Even after the development of the computer engineering program, Roger’s collaboration with the Department of Computer Science continued. “We worked together on a strategic hiring initiative, multiple curricular issues, reorganization discussions and countless other issues,” said Ott, the chair of the Department of Computer Science. “Roger was always supportive. He clearly believed that we would have stronger programs working together rather than competing.”
Roger was a strong advocate for the ABET accreditation process in the ECE department. He led the initial ABET accreditation of the Computer Engineering program. The procedures and processes he set in place then are still in play nearly 20 years later, guiding the department’s subsequent accreditation for both its electrical engineering and computer engineering degrees.
In the words of computer engineering faculty member Kit Cischke, “For Roger, it always boiled down to what was best for our students. The content of our classes. The things our students needed to know to get good jobs. The assignments. The kinds of things they needed to do in the real world. Students were forever contacting Roger after graduation, saying, ‘Thanks for teaching me that. I’m using it every day in my job.’”
Over the past few days, Roger’s former students have reached out to express their grief and sadness. They have shared how much Roger meant to them during their time at Michigan Tech and how well he prepared them for the success they enjoy today. One of those students was Joseph Rabaut. In his words, “I can’t tell you how devastated I am. Dr. Kieckhafer was an amazing person and one of the best professors at Tech.
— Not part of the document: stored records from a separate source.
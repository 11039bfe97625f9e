//! SpatialIndex: headless замена physics queries
//!
//! Пересобирается каждый тик из (Transform, Collider). Порядок коллайдеров =
//! порядок итерации query, поэтому overlap результаты детерминированы.
//! Простая линейная проверка: арена маленькая, broadphase не нужен.

use bevy::prelude::*;
use std::collections::HashMap;

use super::{RayHit, SpatialQuery, TargetDirectory, TargetInfo};
use crate::components::{Collider, ColliderShape};

#[derive(Debug, Clone, Copy, PartialEq)]
pub struct IndexedCollider {
    pub entity: Entity,
    pub shape: ColliderShape,
    /// World-space центр (translation + offset)
    pub center: Vec3,
    pub layers: u32,
    pub is_trigger: bool,
}

#[derive(Resource, Debug, Default, Clone)]
pub struct SpatialIndex {
    colliders: Vec<IndexedCollider>,
    targets: HashMap<Entity, TargetInfo>,
}

impl SpatialIndex {
    pub fn clear(&mut self) {
        self.colliders.clear();
        self.targets.clear();
    }

    pub fn insert_collider(&mut self, entity: Entity, position: Vec3, collider: &Collider) {
        self.colliders.push(IndexedCollider {
            entity,
            shape: collider.shape,
            center: position + collider.offset,
            layers: collider.layers,
            is_trigger: collider.is_trigger,
        });
    }

    pub fn insert_target(&mut self, entity: Entity, info: TargetInfo) {
        self.targets.insert(entity, info);
    }

    pub fn len(&self) -> usize {
        self.colliders.len()
    }

    pub fn is_empty(&self) -> bool {
        self.colliders.is_empty()
    }

    /// Raycast с исключением одной entity (снаряд не попадает в стрелка)
    pub fn raycast_excluding(
        &self,
        origin: Vec3,
        direction: Vec3,
        max_distance: f32,
        mask: u32,
        exclude: Option<Entity>,
    ) -> Option<RayHit> {
        let direction = direction.try_normalize()?;
        if max_distance <= 0.0 {
            return None;
        }

        let mut nearest: Option<RayHit> = None;

        for collider in self.solid(mask) {
            if Some(collider.entity) == exclude {
                continue;
            }

            let hit_distance = match collider.shape {
                ColliderShape::Sphere { radius } => {
                    ray_sphere(origin, direction, collider.center, radius)
                }
                ColliderShape::Box { half_extents } => {
                    ray_aabb(origin, direction, collider.center, half_extents)
                }
            };

            let Some(distance) = hit_distance else {
                continue;
            };

            if distance > max_distance {
                continue;
            }

            if nearest.is_none_or(|hit| distance < hit.distance) {
                nearest = Some(RayHit {
                    entity: collider.entity,
                    point: origin + direction * distance,
                    distance,
                });
            }
        }

        nearest
    }

    fn solid(&self, mask: u32) -> impl Iterator<Item = &IndexedCollider> {
        self.colliders
            .iter()
            .filter(move |collider| !collider.is_trigger && collider.layers & mask != 0)
    }
}

impl SpatialQuery for SpatialIndex {
    fn overlap_sphere(&self, center: Vec3, radius: f32, mask: u32) -> Vec<Entity> {
        let mut result: Vec<Entity> = Vec::new();

        for collider in self.solid(mask) {
            let overlaps = match collider.shape {
                ColliderShape::Sphere { radius: other } => {
                    collider.center.distance_squared(center) <= (radius + other).powi(2)
                }
                ColliderShape::Box { half_extents } => {
                    let closest = center.clamp(
                        collider.center - half_extents,
                        collider.center + half_extents,
                    );
                    closest.distance_squared(center) <= radius * radius
                }
            };

            // Entity может иметь несколько коллайдеров: отдаём один раз
            if overlaps && !result.contains(&collider.entity) {
                result.push(collider.entity);
            }
        }

        result
    }

    fn raycast(&self, origin: Vec3, direction: Vec3, max_distance: f32, mask: u32) -> Option<RayHit> {
        self.raycast_excluding(origin, direction, max_distance, mask, None)
    }
}

impl TargetDirectory for SpatialIndex {
    fn describe(&self, entity: Entity) -> Option<TargetInfo> {
        self.targets.get(&entity).copied()
    }
}

/// Луч (normalized direction) против сферы → расстояние до входа
fn ray_sphere(origin: Vec3, direction: Vec3, center: Vec3, radius: f32) -> Option<f32> {
    let to_origin = origin - center;
    let b = to_origin.dot(direction);
    let c = to_origin.length_squared() - radius * radius;

    // Origin внутри сферы
    if c <= 0.0 {
        return Some(0.0);
    }

    if b > 0.0 {
        return None;
    }

    let discriminant = b * b - c;
    if discriminant < 0.0 {
        return None;
    }

    Some(-b - discriminant.sqrt())
}

/// Slab test против AABB → расстояние до входа (0 если origin внутри)
fn ray_aabb(origin: Vec3, direction: Vec3, center: Vec3, half_extents: Vec3) -> Option<f32> {
    let min = center - half_extents;
    let max = center + half_extents;

    let mut t_enter = 0.0_f32;
    let mut t_exit = f32::MAX;

    for axis in 0..3 {
        let o = origin[axis];
        let d = direction[axis];

        if d.abs() < f32::EPSILON {
            // Параллельно slab'у: либо внутри, либо промах
            if o < min[axis] || o > max[axis] {
                return None;
            }
            continue;
        }

        let inv = 1.0 / d;
        let mut t0 = (min[axis] - o) * inv;
        let mut t1 = (max[axis] - o) * inv;
        if t0 > t1 {
            std::mem::swap(&mut t0, &mut t1);
        }

        t_enter = t_enter.max(t0);
        t_exit = t_exit.min(t1);

        if t_enter > t_exit {
            return None;
        }
    }

    Some(t_enter)
}
//! Базовые компоненты акторов: Actor, Health, Ammo

use bevy::prelude::*;
use std::fmt;

/// Stable ID команды (friend/foe фильтр)
pub type TeamId = u64;

/// Актор (агент арены): базовый компонент для живых существ
///
/// Автоматически добавляет Health и Transform через Required Components.
/// Команда неизменна после спавна.
#[derive(Component, Debug, Clone, Copy, Default, Reflect)]
#[reflect(Component)]
#[require(Health, Transform)]
pub struct Actor {
    pub team: TeamId,
}

/// Событие здоровья, которое получают подписчики
#[derive(Debug, Clone, Copy, PartialEq)]
pub enum HealthEvent {
    Damaged { amount: f32, source: Option<Entity> },
    Died { source: Option<Entity> },
}

/// Подписчик на изменения здоровья (вызывается синхронно, в порядке регистрации)
pub type HealthObserver = Box<dyn Fn(&HealthEvent) + Send + Sync>;

/// Результат `Health::take_damage`
#[derive(Debug, Clone, Copy, PartialEq, Default)]
pub struct DamageOutcome {
    pub applied: f32,
    pub died: bool,
}

/// Здоровье актора
///
/// Инвариант: 0 ≤ current ≤ max
/// Died отправляется ровно один раз (урон по мёртвому игнорируется).
#[derive(Component)]
pub struct Health {
    pub current: f32,
    pub max: f32,
    observers: Vec<HealthObserver>,
}

impl Default for Health {
    fn default() -> Self {
        Self::new(100.0)
    }
}

impl fmt::Debug for Health {
    fn fmt(&self, f: &mut fmt::Formatter<'_>) -> fmt::Result {
        f.debug_struct("Health")
            .field("current", &self.current)
            .field("max", &self.max)
            .field("observers", &self.observers.len())
            .finish()
    }
}

impl Health {
    pub fn new(max: f32) -> Self {
        Self {
            current: max,
            max,
            observers: Vec::new(),
        }
    }

    /// Здоровье с произвольным стартовым значением (clamped)
    pub fn with_current(max: f32, current: f32) -> Self {
        Self {
            current: current.clamp(0.0, max),
            ..Self::new(max)
        }
    }

    pub fn is_alive(&self) -> bool {
        self.current > 0.0
    }

    pub fn is_dead(&self) -> bool {
        !self.is_alive()
    }

    /// Доля здоровья в [0, 1] (0 если max не задан)
    pub fn health01(&self) -> f32 {
        if self.max <= 0.0 {
            0.0
        } else {
            self.current / self.max
        }
    }

    pub fn subscribe(&mut self, observer: impl Fn(&HealthEvent) + Send + Sync + 'static) {
        self.observers.push(Box::new(observer));
    }

    pub fn observer_count(&self) -> usize {
        self.observers.len()
    }

    /// Урон <= 0 и урон по мёртвому: no-op, подписчики не вызываются
    pub fn take_damage(&mut self, amount: f32, source: Option<Entity>) -> DamageOutcome {
        if self.is_dead() || amount <= 0.0 {
            return DamageOutcome::default();
        }

        let applied = amount.min(self.current);
        self.current -= amount;
        self.notify(&HealthEvent::Damaged { amount, source });

        let died = self.current <= 0.0;
        if died {
            self.current = 0.0;
            self.notify(&HealthEvent::Died { source });
        }

        DamageOutcome { applied, died }
    }

    /// Лечение (мёртвых не лечим, clamp к max)
    pub fn heal(&mut self, amount: f32) {
        if self.is_dead() {
            return;
        }
        self.current = (self.current + amount).clamp(0.0, self.max);
    }

    /// Полное восстановление (respawn). Подписчики сохраняются.
    pub fn reset(&mut self) {
        self.current = self.max;
    }

    fn notify(&self, event: &HealthEvent) {
        for observer in &self.observers {
            observer(event);
        }
    }
}

/// Боезапас
///
/// Инвариант: 0 ≤ current ≤ max
#[derive(Component, Debug, Clone, Copy, PartialEq, Reflect)]
#[reflect(Component)]
pub struct Ammo {
    pub current: u32,
    pub max: u32,
}

impl Default for Ammo {
    fn default() -> Self {
        Self::new(30)
    }
}

impl Ammo {
    pub fn new(max: u32) -> Self {
        Self { current: max, max }
    }

    pub fn has_ammo(&self) -> bool {
        self.current > 0
    }

    pub fn ammo01(&self) -> f32 {
        if self.max == 0 {
            0.0
        } else {
            self.current as f32 / self.max as f32
        }
    }

    pub fn consume(&mut self, amount: u32) -> bool {
        if self.current < amount {
            return false;
        }
        self.current -= amount;
        true
    }

    pub fn add(&mut self, amount: u32) {
        self.current = self.current.saturating_add(amount).min(self.max);
    }

    pub fn reset(&mut self) {
        self.current = self.max;
    }
}

/// Чтение ресурсов агента для AI (только read-only)
///
/// `ammo01() == None`: у агента нет боезапаса вообще (ammo факторы нейтральны).
pub trait ResourceState {
    fn health01(&self) -> f32;
    fn ammo01(&self) -> Option<f32>;
}

/// Snapshot ресурсов на момент тика
#[derive(Debug, Clone, Copy, PartialEq)]
pub struct ResourceSnapshot {
    pub health01: f32,
    pub ammo01: Option<f32>,
}

impl ResourceSnapshot {
    pub fn capture(health: &Health, ammo: Option<&Ammo>) -> Self {
        Self {
            health01: health.health01(),
            ammo01: ammo.map(Ammo::ammo01),
        }
    }
}

impl ResourceState for ResourceSnapshot {
    fn health01(&self) -> f32 {
        self.health01
    }

    fn ammo01(&self) -> Option<f32> {
        self.ammo01
    }
}

#[cfg(test)]
mod tests {
    use super::*;
    use std::sync::{Arc, Mutex};

    #[test]
    fn test_health_damage_and_death() {
        let mut health = Health::new(100.0);

        let outcome = health.take_damage(30.0, None);
        assert_eq!(health.current, 70.0);
        assert_eq!(outcome.applied, 30.0);
        assert!(!outcome.died);

        let outcome = health.take_damage(100.0, None);
        assert_eq!(health.current, 0.0);
        assert_eq!(outcome.applied, 70.0);
        assert!(outcome.died);
        assert!(health.is_dead());

        // Урон по мёртвому игнорируется
        let outcome = health.take_damage(10.0, None);
        assert_eq!(outcome, DamageOutcome::default());
    }

    #[test]
    fn test_zero_damage_is_silent() {
        let calls = Arc::new(Mutex::new(0));
        let mut health = Health::new(50.0);

        let counter = Arc::clone(&calls);
        health.subscribe(move |_| {
            *counter.lock().unwrap() += 1;
        });

        assert_eq!(health.take_damage(0.0, None), DamageOutcome::default());
        assert_eq!(health.take_damage(-5.0, None), DamageOutcome::default());
        assert_eq!(health.current, 50.0);
        assert_eq!(*calls.lock().unwrap(), 0);
    }

    #[test]
    fn test_heal_clamped_and_ignored_when_dead() {
        let mut health = Health::new(100.0);
        health.take_damage(50.0, None);
        health.heal(30.0);
        assert_eq!(health.current, 80.0);
        health.heal(100.0);
        assert_eq!(health.current, 100.0);

        health.take_damage(200.0, None);
        health.heal(40.0);
        assert_eq!(health.current, 0.0);

        health.reset();
        assert_eq!(health.current, 100.0);
    }

    #[test]
    fn test_observers_called_in_registration_order() {
        let calls: Arc<Mutex<Vec<String>>> = Arc::new(Mutex::new(Vec::new()));
        let mut health = Health::new(20.0);

        let first = Arc::clone(&calls);
        health.subscribe(move |event| {
            first.lock().unwrap().push(format!("first:{:?}", event));
        });
        let second = Arc::clone(&calls);
        health.subscribe(move |event| {
            let tag = match event {
                HealthEvent::Damaged { .. } => "damaged",
                HealthEvent::Died { .. } => "died",
            };
            second.lock().unwrap().push(format!("second:{}", tag));
        });

        health.take_damage(25.0, None);
        health.take_damage(5.0, None);

        let calls = calls.lock().unwrap();
        assert_eq!(calls.len(), 4, "calls = {:?}", calls);
        assert!(calls[0].starts_with("first:Damaged"));
        assert_eq!(calls[1], "second:damaged");
        assert!(calls[2].starts_with("first:Died"));
        assert_eq!(calls[3], "second:died");
    }

    #[test]
    fn test_ammo_consume_and_add() {
        let mut ammo = Ammo::new(30);
        assert!(ammo.consume(1));
        assert_eq!(ammo.current, 29);
        assert!(!ammo.consume(30));
        assert_eq!(ammo.current, 29);

        ammo.add(10);
        assert_eq!(ammo.current, 30);
        assert_eq!(ammo.ammo01(), 1.0);

        assert_eq!(Ammo::new(0).ammo01(), 0.0);
    }

    #[test]
    fn test_resource_snapshot() {
        let health = Health::with_current(100.0, 25.0);
        let snapshot = ResourceSnapshot::capture(&health, None);
        assert_eq!(snapshot.health01(), 0.25);
        assert_eq!(snapshot.ammo01(), None);
    }
}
He helped me a lot throughout the past few years, giving me advice and recommendations, and helping me understand computer engineering. I don’t really know what else to say, because words can’t really describe losing him.”
Roger cared deeply for his students, his family, and his profession. I think that may be the source we can draw upon to comfort our own sense of sadness and grief. The impact he had on hundreds of lives will shine on.
And, as we move forward, his legacy will live on. As suggested by several people, a scholarship fund will be set up in Roger’s memory.